**TASK**.
Exactly as written, copy the lines of the data below from the first through the one containing "pub mod searcher;".

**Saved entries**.
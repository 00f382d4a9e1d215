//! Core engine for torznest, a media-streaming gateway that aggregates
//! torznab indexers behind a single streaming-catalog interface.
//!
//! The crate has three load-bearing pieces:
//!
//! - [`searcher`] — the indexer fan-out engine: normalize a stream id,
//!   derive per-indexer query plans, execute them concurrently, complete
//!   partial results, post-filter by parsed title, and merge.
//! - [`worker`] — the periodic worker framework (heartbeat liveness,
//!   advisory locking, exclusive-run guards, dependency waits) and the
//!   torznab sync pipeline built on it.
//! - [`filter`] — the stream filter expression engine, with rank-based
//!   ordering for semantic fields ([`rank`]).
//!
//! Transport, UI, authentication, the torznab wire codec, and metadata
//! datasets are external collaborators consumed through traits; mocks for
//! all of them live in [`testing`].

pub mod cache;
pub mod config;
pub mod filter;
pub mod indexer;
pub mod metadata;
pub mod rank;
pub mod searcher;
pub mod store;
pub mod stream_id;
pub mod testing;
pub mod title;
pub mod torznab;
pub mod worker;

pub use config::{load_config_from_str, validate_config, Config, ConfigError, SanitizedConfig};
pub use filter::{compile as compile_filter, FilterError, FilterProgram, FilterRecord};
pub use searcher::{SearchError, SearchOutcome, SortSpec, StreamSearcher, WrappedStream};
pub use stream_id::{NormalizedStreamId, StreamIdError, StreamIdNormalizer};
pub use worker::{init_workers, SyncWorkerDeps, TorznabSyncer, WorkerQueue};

**ANSWER SECTION**.
repository 00f382d4a9e1d215
//! Core engine for torznest, a media-streaming gateway that aggregates
//! torznab indexers behind a single streaming-catalog interface.
//!
//! The crate has three load-bearing pieces:
//!
//! - [`searcher`] — the indexer fan-out engine: normalize a stream id,
//!   derive per-indexer query plans, execute them concurrently, complete
//!   partial results, post-filter by parsed title, and merge.
//! - [`worker`] — the periodic worker framework (heartbeat liveness,
//!   advisory locking, exclusive-run guards, dependency waits) and the
//!   torznab sync pipeline built on it.
//! - [`filter`] — the stream filter expression engine, with rank-based
//!   ordering for semantic fields ([`rank`]).
//!
//! Transport, UI, authentication, the torznab wire codec, and metadata
//! datasets are external collaborators consumed through traits; mocks for
//! all of them live in [`testing`].

pub mod cache;
pub mod config;
pub mod filter;
pub mod indexer;
pub mod metadata;
pub mod rank;
pub mod searcher;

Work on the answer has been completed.